The takedown may spark new life to the project development, which severely slowed down in the last months because there are too few maintainers.


Plenty of people used and knew about youtube-dl already. It's made the front page of HN multiple times [0]. I've used it as a key example of why/how non-programmers should learn to use the command-line. People who weren't already aware or didn't care to learn aren't going to be significantly moved now.

[0] https://hn.algolia.com/?q=youtube-dl



It's still available from a bunch of Linux repositories. As it's completely written in Python, you can extract those packages and use the code even on Windows (or MACos, if you're into that sort of thing) https://www.archlinux.org/packages/community/any/youtube-dl/



We should start a political movement to stop this tyranny. Like the climate change movement it will take time but at least we will make some progress.

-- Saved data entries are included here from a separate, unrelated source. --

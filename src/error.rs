//! Custom error types and result handling for Shiori operations.
//!
//! Parsing and ordering never fail: an unrecognized filename simply yields empty
//! fields. Errors only surface while building a [`ParserConfig`](crate::config::ParserConfig)
//! or parsing an explicit [`NumberRange`](crate::types::NumberRange) from text.

/// Type alias for Results with Shiori errors.
pub type Result<T> = std::result::Result<T, Error>;

/// Error type for the fallible corners of Shiori.
#[derive(thiserror::Error, Debug)]
pub enum Error {
    /// Regular expression compilation errors
    #[error(transparent)]
    Regex(#[from] regex::Error),
    /// Configuration builder errors (missing or invalid fields)
    #[error(transparent)]
    ParserConfigBuilder(#[from] crate::config::ParserConfigBuilderError),
    /// Text that does not describe a numeric range such as `"16-17"`
    #[error("Invalid number range: '{0}'")]
    InvalidRange(String),
    /// Other errors that don't fit into specific categories
    #[error("Other error: {0}")]
    Other(String),
}

impl From<String> for Error {
    fn from(error: String) -> Self {
        Error::Other(error)
    }
}

impl From<&str> for Error {
    fn from(error: &str) -> Self {
        Error::Other(error.to_string())
    }
}

#[cfg(feature = "serde")]
impl serde::Serialize for Error {
    fn serialize<S>(&self, serializer: S) -> std::result::Result<S::Ok, S::Error>
    where
        S: serde::Serializer,
    {
        serializer.serialize_str(self.to_string().as_ref())
    }
}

The NRA is your model organization. No one cares if the EFF has an opinion but the NRA carries weight in elections. We need an NRA for encryption and we need one for open source. They should not be the same organization because you need a single, one line focus.

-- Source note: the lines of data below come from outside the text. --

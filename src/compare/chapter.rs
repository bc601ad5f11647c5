use std::cmp::Ordering;

use super::Comparer;
use crate::types::{ChapterNumber, SpecialsPlacement};

/// Orders chapter numbers, placing specials first or last.
///
/// On the float form a value equal to zero (either sign) is the special
/// sentinel. Two specials are equal; numbered chapters compare by value.
#[derive(Debug, Clone, Copy, Default)]
pub struct ChapterOrderComparer {
    placement: SpecialsPlacement,
}

impl ChapterOrderComparer {
    pub const fn new(placement: SpecialsPlacement) -> Self {
        Self { placement }
    }

    /// Specials ahead of numbered chapters, the order used inside a volume.
    pub const fn specials_first() -> Self {
        Self::new(SpecialsPlacement::First)
    }

    pub const fn specials_last() -> Self {
        Self::new(SpecialsPlacement::Last)
    }

    pub fn placement(&self) -> SpecialsPlacement {
        self.placement
    }

    fn special_vs_numbered(&self) -> Ordering {
        match self.placement {
            SpecialsPlacement::First => Ordering::Less,
            SpecialsPlacement::Last => Ordering::Greater,
        }
    }
}

impl Comparer<ChapterNumber> for ChapterOrderComparer {
    fn compare(&self, a: &ChapterNumber, b: &ChapterNumber) -> Ordering {
        match (a, b) {
            (ChapterNumber::Special, ChapterNumber::Special) => Ordering::Equal,
            (ChapterNumber::Special, ChapterNumber::Numbered(_)) => self.special_vs_numbered(),
            (ChapterNumber::Numbered(_), ChapterNumber::Special) => {
                self.special_vs_numbered().reverse()
            }
            (ChapterNumber::Numbered(x), ChapterNumber::Numbered(y)) => x.total_cmp(y),
        }
    }
}

impl Comparer<f64> for ChapterOrderComparer {
    fn compare(&self, a: &f64, b: &f64) -> Ordering {
        self.compare(
            &ChapterNumber::from_sentinel(*a),
            &ChapterNumber::from_sentinel(*b),
        )
    }
}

There are movements such as the FSF and EFF. Why not join and get ur voice heard?...or perhaps start a new movement, not separate to those that already exist, but complementary and cooperative


Just for fun, I wrote a little Python script to convert the image files back into the original archive.

Use Pillow to read the pixels from each file, and write the RGB values to a new file. Then use the gzip library to uncompress that and create a TAR file. Then I just viewed the TAR file in The V File Viewer.

I stopped there because that was enough to show that it worked. I have ImageMagick installed somewhere, but this was more fun.


Original source code is still hosted on their website[1], for now.

[1]https://youtube-dl.org/.


... but none of the version control history, issues list, pull requests, branches, and whatnot.


Have to make an entire movie to fit that in... Maybe one can host it on Youtube, for maximum irony.


Perhaps we could use something like this? https://github.com/TheApeMachine/cloudtube


So... is there any 'official' mirror by now? I mean the one that the original author and maintainers are using, not just all possible mirrors created by the community, there are dozens of them of course.



Side Question : Is there a distributed alternative to github ?


I'm not sure if this is a joke, but I'll humor you. Yes - it's called git.


I’m not sure if this is a joke, but I’ll humor you. GitHub is way more than git.


Gitlab is working on federation, or they at least have an open issue about it.[1]

Meanwhile there is a federated git as a reference implementation called Forgefed.[2]

1. https://gitlab.com/gitlab-org/gitlab/-/issues/6468

2. https://forgefed.peers.community/


Is there a confusion in question ? GitHub is centralized, the Git protocol is decentralized. I dont fully understand your response.



+1 This is the first thing that came to mind. Like a torrent swarm of the repo where people can still make commits and pull requests so that development can continue.



How does it work anyhow? It must do more than `wget` the mp4


It also uses ffmpeg to combine various pieces, and I'm not sure what wget like program they use by default. It doesn't do much though.


That is essentially what it does: it uses Youtube's own API to formulate the correct URL, using all publicly known data that Google themselves publish so Youtube can function.


One thing many people are not aware of: youtube-dl actually does it's thing for a whole bunch of sites that aren't youtube.

Generally, it pulls down the HTML page for a site, parses it, and uses the results to pull down the video. The extractor for youtube itself is the most complex one, but there are plenty of others.

Last time I checked it had extractors for something like 700 different sites, along with a generic one that works on a bunch of sites. In general, you can just point it at any video page you see online and have a fairly high chance of it doing the right thing.


Now might be a good time to rename it to video-dl


Seems like this tweet was also taken down.


Nah, just "modern web". Tweeter always loads once in 10 times for me.